Imagine the entire human genome—23 pairs of chromosomes, all 3 billion base pairs—stretched out linearly, like a road extending through a vast desert.

Along that road are around 25,000 street lights—genes, some all bunched up like you might see around a city and some all by themselves in long, empty stretches. For a given disease or condition, different street lights shine brighter or less bright. We are flying far above, too far to pinpoint exactly where the street lights are, but we can get a general sense that some parts of the highway are brighter than others.

This is how GWAS works. Instead of sequencing the entire genome of an individual (every inch of that highway), it looks at a number—typically a million or so—representative points (called single-nucleotide polymorphisms [SNPs]) and asks if they are a bit brighter than the background. If so, it suggests that a bright streetlight (a causative gene) may be nearby.

Practically, researchers create cohorts of tens and hundreds of thousands of individuals with a disease or condition and compare the pattern of SNPs in their genomes with those in a control population. What you get is a plot like this: a Manhattan plot.

From Watson HJ, et al. Nat Genet. 2019 July 15.[1] Republished with permission.

Think of the high points as bright spots in the genome. Somewhere around those areas, the thinking goes, are genes that affect the condition being studied.

What researchers found, as you can see from the Manhattan plot, are 8 "bright spots" that associate with anorexia. The brightest of all is in an area of chromosome 3 that has 111 genes, highlighting one of the main limitations of GWAS studies: We often can't tell which genes are really driving the findings.

Take-home #1: There are genetic underpinnings to anorexia.

But we can do more than look at single hot spots; we can look at the entire genetic pattern seen in individuals with anorexia and compare that pattern with GWASs that have been done in other conditions.

That analysis revealed some truly surprising results.


 

First of all, there was very strong similarity between the gene patterns of anorexia and those of obsessive-compulsive disorder (OCD). In fact, no two psychiatric diagnoses are as strongly linked, genetically, as OCD and anorexia.

But the data suggest that some of the underpinnings of anorexia aren't psychiatric at all. The gene pattern among the individuals with anorexia was negatively correlated with gene patterns that lead to higher body fat and fasting insulin levels.
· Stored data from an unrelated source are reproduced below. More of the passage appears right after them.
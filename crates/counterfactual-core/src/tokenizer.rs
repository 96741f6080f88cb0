//! Tokenizer trait and the token type it produces.
//!
//! The engine never segments text itself. Callers build a [`Tokenizer`] once
//! (for example `counterfactual_parsing::AlnumTokenizer`) and hand it to
//! [`CounterfactualEngine::new`](crate::CounterfactualEngine::new).

use serde::Serialize;

/// Whether a token is a run of letters or a run of digits.
#[derive(Debug, Clone, Copy, PartialEq, Eq, Hash, Serialize)]
#[serde(rename_all = "lowercase")]
pub enum TokenKind {
    Alpha,
    Numeric,
}

/// A maximal run of letters or digits taken from a sentence.
///
/// The original casing is kept; vocabulary matching uses [`Token::normalized`].
#[derive(Debug, Clone, PartialEq, Eq, Hash, Serialize)]
pub struct Token {
    text: String,
    kind: TokenKind,
}

impl Token {
    pub fn new(text: impl Into<String>, kind: TokenKind) -> Self {
        Self {
            text: text.into(),
            kind,
        }
    }

    pub fn alpha(text: impl Into<String>) -> Self {
        Self::new(text, TokenKind::Alpha)
    }

    pub fn numeric(text: impl Into<String>) -> Self {
        Self::new(text, TokenKind::Numeric)
    }

    pub fn as_str(&self) -> &str {
        &self.text
    }

    pub fn kind(&self) -> TokenKind {
        self.kind
    }

    /// Lower-cased form used for vocabulary lookups.
    pub fn normalized(&self) -> String {
        self.text.to_lowercase()
    }

    pub fn into_string(self) -> String {
        self.text
    }
}

impl AsRef<str> for Token {
    fn as_ref(&self) -> &str {
        &self.text
    }
}

impl std::fmt::Display for Token {
    fn fmt(&self, f: &mut std::fmt::Formatter<'_>) -> std::fmt::Result {
        f.write_str(&self.text)
    }
}

/// Trait for sentence tokenizers.
///
/// Implementations must be deterministic: the same sentence always yields the
/// same token sequence. An empty or punctuation-only sentence yields no tokens.
pub trait Tokenizer: Send + Sync {
    /// Split a sentence into an ordered sequence of tokens.
    fn tokenize(&self, sentence: &str) -> Vec<Token>;
}

impl<T: Tokenizer + ?Sized> Tokenizer for &T {
    fn tokenize(&self, sentence: &str) -> Vec<Token> {
        (**self).tokenize(sentence)
    }
}

impl<T: Tokenizer + ?Sized> Tokenizer for Box<T> {
    fn tokenize(&self, sentence: &str) -> Vec<Token> {
        (**self).tokenize(sentence)
    }
}

/// Join token texts with single spaces.
pub fn join_tokens<S: AsRef<str>>(words: &[S]) -> String {
    let mut out = String::new();
    for (i, word) in words.iter().enumerate() {
        if i > 0 {
            out.push(' ');
        }
        out.push_str(word.as_ref());
    }
    out
}

#[cfg(test)]
mod tests {
    use super::*;

    #[test]
    fn test_normalized_lowercases() {
        let token = Token::alpha("Revenue");
        assert_eq!(token.normalized(), "revenue");
        assert_eq!(token.as_str(), "Revenue");
    }

    #[test]
    fn test_join_tokens() {
        assert_eq!(join_tokens(&["I", "like", "Q", "3"]), "I like Q 3");
        assert_eq!(join_tokens::<&str>(&[]), "");
    }

    #[test]
    fn test_boxed_tokenizer_delegates() {
        struct Fixed;
        impl Tokenizer for Fixed {
            fn tokenize(&self, _sentence: &str) -> Vec<Token> {
                vec![Token::numeric("42")]
            }
        }

        let boxed: Box<dyn Tokenizer> = Box::new(Fixed);
        assert_eq!(boxed.tokenize("anything"), vec![Token::numeric("42")]);
    }
}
Let me be really clear here. This isn't saying that there is an association between anorexia and low BMI—I mean, of course there is. This is genetic information. This says that individuals who are born predisposed to anorexia are also born predisposed to being constitutionally thin. This runs counter to the prevailing wisdom of the etiology of the disease. I'll let lead author Dr Cynthia Bulik explain.


 

This is a paradigm shift. It shows us not only that anorexia has genetic underpinnings; it also shows us that anorexia may begin first as a disorder of rapid metabolism. This emerging understanding may help address the stigma associated with the disease. Here's Dr Bulik again:


 

As the genetics of anorexia become more clear, the hope is that new therapies—perhaps targeting the nonpsychiatric components—will emerge.